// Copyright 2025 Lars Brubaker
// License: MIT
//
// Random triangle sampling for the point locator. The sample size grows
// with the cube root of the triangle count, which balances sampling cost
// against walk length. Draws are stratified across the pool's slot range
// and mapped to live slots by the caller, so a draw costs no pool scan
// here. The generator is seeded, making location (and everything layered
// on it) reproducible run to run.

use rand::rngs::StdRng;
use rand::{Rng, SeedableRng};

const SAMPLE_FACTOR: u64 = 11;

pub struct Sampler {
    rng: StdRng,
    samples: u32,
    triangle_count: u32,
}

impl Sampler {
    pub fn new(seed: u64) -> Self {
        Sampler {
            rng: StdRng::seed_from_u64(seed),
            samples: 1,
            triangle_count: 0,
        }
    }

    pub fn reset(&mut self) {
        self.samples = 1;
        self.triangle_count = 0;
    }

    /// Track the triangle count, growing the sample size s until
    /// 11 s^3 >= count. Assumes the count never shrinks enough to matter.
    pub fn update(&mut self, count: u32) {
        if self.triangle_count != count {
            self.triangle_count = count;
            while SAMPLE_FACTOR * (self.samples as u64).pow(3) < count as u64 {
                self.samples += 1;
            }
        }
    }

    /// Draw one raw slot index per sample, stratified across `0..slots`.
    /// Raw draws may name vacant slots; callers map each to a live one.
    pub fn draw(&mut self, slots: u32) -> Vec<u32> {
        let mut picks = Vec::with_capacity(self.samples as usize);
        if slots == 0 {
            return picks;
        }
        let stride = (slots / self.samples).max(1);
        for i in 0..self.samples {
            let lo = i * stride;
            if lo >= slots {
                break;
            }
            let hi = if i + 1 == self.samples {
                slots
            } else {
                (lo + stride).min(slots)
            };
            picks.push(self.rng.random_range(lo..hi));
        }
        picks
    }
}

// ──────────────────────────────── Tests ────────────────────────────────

▶ _Work required_:
Your answer should consist of every record, printed exactly as given.

▶ _Answer to this exercise_:
// Copyright 2025 Lars Brubaker
// License: MIT
//
// Random triangle sampling for the point locator. The sample size grows
// with the cube root of the triangle count, which balances sampling cost
// against walk length. Draws are stratified across the pool's slot range
// and mapped to live slots by the caller, so a draw costs no pool scan
// here. The generator is seeded, making location (and everything layered
// on it) reproducible run to run.

use rand::rngs::StdRng;
use rand::{Rng, SeedableRng};

const SAMPLE_FACTOR: u64 = 11;

pub struct Sampler {
    rng: StdRng,
    samples: u32,
    triangle_count: u32,
}

impl Sampler {
    pub fn new(seed: u64) -> Self {
        Sampler {
            rng: StdRng::seed_from_u64(seed),
            samples: 1,
            triangle_count: 0,
        }
    }

    pub fn reset(&mut self) {
        self.samples = 1;
        self.triangle_count = 0;
    }

    /// Track the triangle count, growing the sample size s until
    /// 11 s^3 >= count. Assumes the count never shrinks enough to matter.
    pub fn update(&mut self, count: u32) {
        if self.triangle_count != count {
            self.triangle_count = count;
            while SAMPLE_FACTOR * (self.samples as u64).pow(3) < count as u64 {
                self.samples += 1;
            }
        }
    }

    /// Draw one raw slot index per sample, stratified across `0..slots`.
    /// Raw draws may name vacant slots; callers map each to a live one.
    pub fn draw(&mut self, slots: u32) -> Vec<u32> {
        let mut picks = Vec::with_capacity(self.samples as usize);
        if slots == 0 {
            return picks;
        }
        let stride = (slots / self.samples).max(1);
        for i in 0..self.samples {
            let lo = i * stride;
            if lo >= slots {
                break;
            }
            let hi = if i + 1 == self.samples {
                slots
            } else {
                (lo + stride).min(slots)
            };
            picks.push(self.rng.random_range(lo..hi));
        }
        picks
    }
}

// ──────────────────────────────── Tests ────────────────────────────────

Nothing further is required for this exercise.